USD/CHF stages a recovery, edging higher to nearly 0.8700 during the early European hours on Wednesday. The US Dollar (USD) contends with challenges arising from lower yields on US Treasury bonds, thereby exerting downward pressure on the USD/CHF pair.
The US Dollar Index (DXY) continues its descent, hovering around 104.00, with the 2-year and 10-year yields on US bond notes at 4.39% and 4.02%, respectively, at the time of writing. However, the bearish momentum of the Greenback finds some restraint in the wake of hawkish comments from US Federal Reserve (Fed) Chair Jerome Powell.

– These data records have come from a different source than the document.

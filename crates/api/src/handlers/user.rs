//! Handlers for the `/users` resource.

use axum::extract::State;
use axum::Json;
use formcraft_core::error::CoreError;
use formcraft_db::repositories::UserRepo;

use crate::error::{AppError, AppResult};
use crate::middleware::auth::AuthUser;
use crate::response::{Envelope, UserPayload};
use crate::state::AppState;

/// GET /api/users/me
pub async fn me(State(state): State<AppState>, auth: AuthUser) -> AppResult<Json<Envelope<UserPayload>>> {
    let user = UserRepo::find_by_id(&state.pool, auth.user_id)
        .await?
        .ok_or_else(|| AppError::Core(CoreError::not_found("User", auth.user_id)))?;
    Ok(Json(Envelope::new(UserPayload { user: user.into() })))
}
//! HTTP-level integration tests for registration, login and `/users/me`.

mod common;

use axum::http::StatusCode;
use common::{body_json, get, get_auth, post_json, register_user, registration, TEST_PASSWORD};
use serde_json::json;
use sqlx::PgPool;

#[sqlx::test(migrations = "../db/migrations")]
async fn register_returns_token_and_user(pool: PgPool) {
    let app = common::build_test_app(pool);

    let response = post_json(app, "/api/auth/register", registration("  Ada@Example.com ")).await;
    assert_eq!(response.status(), StatusCode::CREATED);

    let json = body_json(response).await;
    assert_eq!(json["success"], true);
    assert_eq!(json["message"], "User registered successfully");
    assert!(json["token"].is_string());
    assert_eq!(json["user"]["email"], "ada@example.com");
    assert_eq!(json["user"]["name"], "Test User");
    assert!(json["user"]["createdAt"].is_string());
    assert!(json["user"].get("passwordHash").is_none());
    assert!(json["user"].get("password_hash").is_none());
}

#[sqlx::test(migrations = "../db/migrations")]
async fn duplicate_email_is_conflict(pool: PgPool) {
    let app = common::build_test_app(pool);
    register_user(app.clone(), "dup@example.com").await;

    let response = post_json(app, "/api/auth/register", registration("DUP@example.com")).await;
    assert_eq!(response.status(), StatusCode::CONFLICT);

    let json = body_json(response).await;
    assert_eq!(json["success"], false);
    assert_eq!(json["code"], "CONFLICT");
    assert_eq!(json["message"], "Email is already in use");
}

#[sqlx::test(migrations = "../db/migrations")]
async fn invalid_registration_lists_field_errors(pool: PgPool) {
    let app = common::build_test_app(pool);
    let body = json!({
        "name": "Al",
        "email": "not-an-email",
        "password": "short",
        "phone": "555",
        "profession": "Dev",
    });

    let response = post_json(app, "/api/auth/register", body).await;
    assert_eq!(response.status(), StatusCode::BAD_REQUEST);

    let json = body_json(response).await;
    assert_eq!(json["code"], "VALIDATION_ERROR");
    let fields: Vec<&str> = json["errors"]
        .as_array()
        .unwrap()
        .iter()
        .map(|e| e["field"].as_str().unwrap())
        .collect();
    assert!(fields.contains(&"name"));
    assert!(fields.contains(&"email"));
    assert!(fields.contains(&"password"));
}

#[sqlx::test(migrations = "../db/migrations")]
async fn login_success(pool: PgPool) {
    let app = common::build_test_app(pool);
    register_user(app.clone(), "login@example.com").await;

    let body = json!({ "email": "Login@Example.com", "password": TEST_PASSWORD });
    let response = post_json(app, "/api/auth/login", body).await;
    assert_eq!(response.status(), StatusCode::OK);

    let json = body_json(response).await;
    assert_eq!(json["message"], "Login successful");
    assert!(json["token"].is_string());
    assert_eq!(json["user"]["email"], "login@example.com");
}

#[sqlx::test(migrations = "../db/migrations")]
async fn bad_credentials_share_one_message(pool: PgPool) {
    let app = common::build_test_app(pool);
    register_user(app.clone(), "creds@example.com").await;

    let wrong_password = json!({ "email": "creds@example.com", "password": "not the password" });
    let response = post_json(app.clone(), "/api/auth/login", wrong_password).await;
    assert_eq!(response.status(), StatusCode::UNAUTHORIZED);
    let first = body_json(response).await;

    let unknown_email = json!({ "email": "nobody@example.com", "password": TEST_PASSWORD });
    let response = post_json(app, "/api/auth/login", unknown_email).await;
    assert_eq!(response.status(), StatusCode::UNAUTHORIZED);
    let second = body_json(response).await;

    assert_eq!(first["message"], "Invalid email or password");
    assert_eq!(first["message"], second["message"]);
}

#[sqlx::test(migrations = "../db/migrations")]
async fn me_returns_current_user(pool: PgPool) {
    let app = common::build_test_app(pool);
    let token = register_user(app.clone(), "me@example.com").await;

    let response = get_auth(app, "/api/users/me", &token).await;
    assert_eq!(response.status(), StatusCode::OK);

    let json = body_json(response).await;
    assert_eq!(json["success"], true);
    assert_eq!(json["user"]["email"], "me@example.com");
    assert_eq!(json["user"]["profession"], "Researcher");
}

#[sqlx::test(migrations = "../db/migrations")]
async fn me_requires_token(pool: PgPool) {
    let app = common::build_test_app(pool);

    let response = get(app.clone(), "/api/users/me").await;
    assert_eq!(response.status(), StatusCode::UNAUTHORIZED);
    let json = body_json(response).await;
    assert_eq!(json["message"], "Access denied. No token provided");

    let response = get_auth(app, "/api/users/me", "garbage").await;
    assert_eq!(response.status(), StatusCode::UNAUTHORIZED);
    let json = body_json(response).await;
    assert_eq!(json["message"], "Invalid or expired token");
}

Powell tempered market expectations of a rate cut in March and emphasized the importance of vigilant monitoring of inflation as it approaches the Fed’s 2% core target.
Adding to the discourse, Fed Bank of Cleveland President Loretta Mester suggested on Tuesday that the US central bank might entertain the possibility of reducing interest rates later in the year. Concurrently, Fed Bank of Philadelphia President Patrick Harker expressed support for maintaining unchanged interest rates last week, citing an outlook indicative of ongoing declines in inflation.
Upcoming speeches by Fed members Adriana D. Kugler and Thomas I. Barkin are anticipated to be closely scrutinized by market participants for further insights into the Federal Reserve’s stance on monetary policy.
Meanwhile, in Switzerland, the non-seasonally adjusted Swiss Unemployment Rate (YoY) rose to 2.5% in January from the previous figure of 2.3%. The seasonally adjusted Unemployment Rate (MoM) remained unchanged at the expected 2.2%. Additionally, Foreign Currency Reserves increased to 662 billion in January from the previous figure of 654 billion.
Projections for the current year suggest that inflation in Switzerland is expected to average below the 2.0% threshold. Analysts anticipate that the Swiss National Bank (SNB) might initiate its first rate cut in September 2024 in response to these considerations.